Se o Cardeal López Trujillo fez da defesa e do amor pela família o compromisso distintivo do seu serviço no Pontifício Conselho do qual era Presidente, foi à afirmação da verdade que ele dedicou toda a sua existência. É o que testemunha um dos seus escritos, em que explica: "Escolhi pessoalmente o mote "Veritas in caritate", porque tudo aquilo que diz respeito à verdade se encontra no centro dos meus estudos". E acrescenta que a verdade no amor foi sempre para ele um "pólo existencial", primeiro quando na Colômbia estava propenso a "encontrar o sentido de uma genuína libertação em âmbito teológico" e, em seguida, aqui em Roma, quando se dedicou a "aprofundar, proclamar e difundir o Evangelho da vida e o Evangelho da família, como colaborador do Santo Padre". Enfim, conclui: "Creio muito no valor desta luta decisiva para a Igreja e para a humanidade, e peço ao Senhor que me conceda a força para não ser indolente, nem cobarde".

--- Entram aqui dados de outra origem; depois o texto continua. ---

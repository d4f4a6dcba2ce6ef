//! Command line parsing.

use std::path::{Path, PathBuf};
use std::time::Duration;

use anyhow::{anyhow, bail, Context, Result};
use log::LevelFilter;

const DEFAULT_TIMEOUT_SECS: u64 = 30;
const DEFAULT_CONFIG_PATHS: &[&str] = &[
    "webserver.conf",
    "./webserver.conf",
    "./config/webserver.conf",
];

/// What the command line asks for.
#[derive(Debug, Clone, PartialEq, Eq)]
pub enum Command {
    Run(Args),
    Help,
    Version,
}

#[derive(Debug, Clone, PartialEq, Eq)]
pub struct Args {
    /// None means the first of the default locations that exists.
    pub config: Option<PathBuf>,
    pub prefix: String,
    pub log_level: LevelFilter,
    pub timeout: Duration,
}

impl Default for Args {
    fn default() -> Self {
        Self {
            config: None,
            prefix: String::new(),
            log_level: LevelFilter::Info,
            timeout: Duration::from_secs(DEFAULT_TIMEOUT_SECS),
        }
    }
}

impl Args {
    pub fn config_path(&self) -> Result<PathBuf> {
        if let Some(config) = &self.config {
            return Ok(config.clone());
        }
        DEFAULT_CONFIG_PATHS
            .iter()
            .map(Path::new)
            .find(|path| path.is_file())
            .map(Path::to_path_buf)
            .ok_or_else(|| {
                anyhow!(
                    "no configuration file given and none found at {}",
                    DEFAULT_CONFIG_PATHS.join(", ")
                )
            })
    }
}

fn parse_log_level(level: &str) -> Result<LevelFilter> {
    Ok(match level.to_ascii_lowercase().as_str() {
        "error" | "0" => LevelFilter::Error,
        "warn" | "1" => LevelFilter::Warn,
        "info" | "2" => LevelFilter::Info,
        "debug" | "3" => LevelFilter::Debug,
        _ => bail!("log level {} is invalid", level),
    })
}

fn parse_timeout(number: &str) -> Result<Duration> {
    let secs = number
        .parse::<u64>()
        .with_context(|| format!("timeout number {} is invalid", number))?;
    if secs == 0 {
        bail!("timeout must be at least one second");
    }
    Ok(Duration::from_secs(secs))
}

/// Split `--name=value` into its parts.
fn split_option(arg: &str) -> (&str, Option<&str>) {
    match arg.find('=') {
        Some(pos) => (&arg[..pos], Some(&arg[pos + 1..])),
        None => (arg, None),
    }
}

pub fn from_command_line() -> Result<Command> {
    parse(std::env::args().skip(1))
}

/// Parse the arguments following the program name.
pub fn parse<I: IntoIterator<Item = String>>(args: I) -> Result<Command> {
    let mut parsed = Args::default();
    let mut args = args.into_iter();
    let mut only_positional = false;
    while let Some(arg) = args.next() {
        if only_positional || !arg.starts_with('-') || arg == "-" {
            if parsed.config.is_some() {
                bail!("unexpected argument `{}'", arg);
            }
            parsed.config = Some(PathBuf::from(arg));
            continue;
        }
        if arg == "--" {
            only_positional = true;
            continue;
        }
        if !arg.starts_with("--") {
            let mut want_version = false;
            for flag in arg.chars().skip(1) {
                match flag {
                    'h' => return Ok(Command::Help),
                    'v' => want_version = true,
                    _ => bail!("unknown flag `-{}'", flag),
                }
            }
            if want_version {
                return Ok(Command::Version);
            }
            continue;
        }

        let (name, inline) = split_option(&arg);
        let mut value = |what: &str| -> Result<String> {
            match inline {
                Some(value) => Ok(value.to_string()),
                None => args
                    .next()
                    .with_context(|| format!("missing {} after {}", what, name)),
            }
        };
        match name {
            "--help" => return Ok(Command::Help),
            "--version" => return Ok(Command::Version),
            "--prefix-path" => parsed.prefix = value("path")?,
            "--log-level" => parsed.log_level = parse_log_level(&value("level")?)?,
            "--timeout" => parsed.timeout = parse_timeout(&value("number")?)?,
            _ => bail!("unknown argument `{}'", arg),
        }
    }
    Ok(Command::Run(parsed))
}

pub fn usage(argv0: &str) -> String {
    format!(
        "usage:\t{} [flags] [config_file]\n\n\
        \tWithout config_file, the first of {} is used.\n\n\
        flags:\t-h, --help\n\
        \t\tPrint this message and exit.\n\n\
        \t-v, --version\n\
        \t\tPrint the version and exit.\n\n\
        \t--prefix-path path (default: none)\n\
        \t\tPrepended to every root, error page and upload path.\n\n\
        \t--log-level level (default: info)\n\
        \t\tOne of error, warn, info, debug, or 0 to 3.\n\
        \t\tRUST_LOG overrides it.\n\n\
        \t--timeout secs (default: {})\n\
        \t\tIf a connection is idle for more than this many seconds,\n\
        \t\tit is answered with 408 and closed.\n\n",
        argv0,
        DEFAULT_CONFIG_PATHS.join(", "),
        DEFAULT_TIMEOUT_SECS,
    )
}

Para cumprir a missão que Jesus nos confia, não podemos ser indolentes, nem cobardes. Na segunda Leitura, ouvimos que o Apóstolo Paulo, prisioneiro em Roma, exorta o seu fiel discípulo Timóteo à coragem e à perseverança no testemunho de Cristo, também à custa de ser submetido a duras perseguições, sempre fortalecido pela certeza de que "se com Ele morrermos, também com Ele viveremos. Se nos mantivermos firmes, reinaremos com Ele" (2Tm 2,11-12). A generosidade do saudoso Cardeal, traduzida em múltiplas obras de caridade, especialmente em benefício das crianças em várias regiões do mundo, nos sirva de encorajamento a dedicar todos os nossos recursos físicos e espirituais em favor do Evangelho; nos estimule a trabalhar em defesa da vida humana; e nos ajude a olhar constantemente para a meta da nossa peregrinação terrena. E São João indica-nos qual é esta confortadora meta, oferecendo à nossa contemplação, no trecho do Apocalipse que foi proclamado, a visão de um "novo céu" e de "uma nova terra" (Ap 21,1), e delineando ao nosso olhar os traços proféticos da "cidade santa", a "nova Jerusalém"... já preparada, como uma noiva adornada para o seu esposo" (Ap 21,2).

Venerados Irmãos e caros amigos, jamais afastemos o nosso olhar desta visão: contemplemos a eternidade antegozando, apesar das dificuldades e das tribulações, a alegria da futura "morada de Deus com os homens", onde o nosso Redentor enxugará todas as lágrimas dos nossos olhos, e onde "não haverá mais morte, nem luto, nem pranto, nem dor, porque as primeiras coisas passaram" (cf. Ap 21,4). A esta morada de luz e de alegria, apraz-nos pensar que já chegou o querido Cardeal Alfonso López Trujillo, por quem agora queremos rezar. Que o acolha Maria, e os anjos e os santos o acompanhem ao Paraíso: a sua alma sedenta de Deus possa finalmente entrar e repousar em paz para sempre, no "santuário" do Amor infinito. Amém!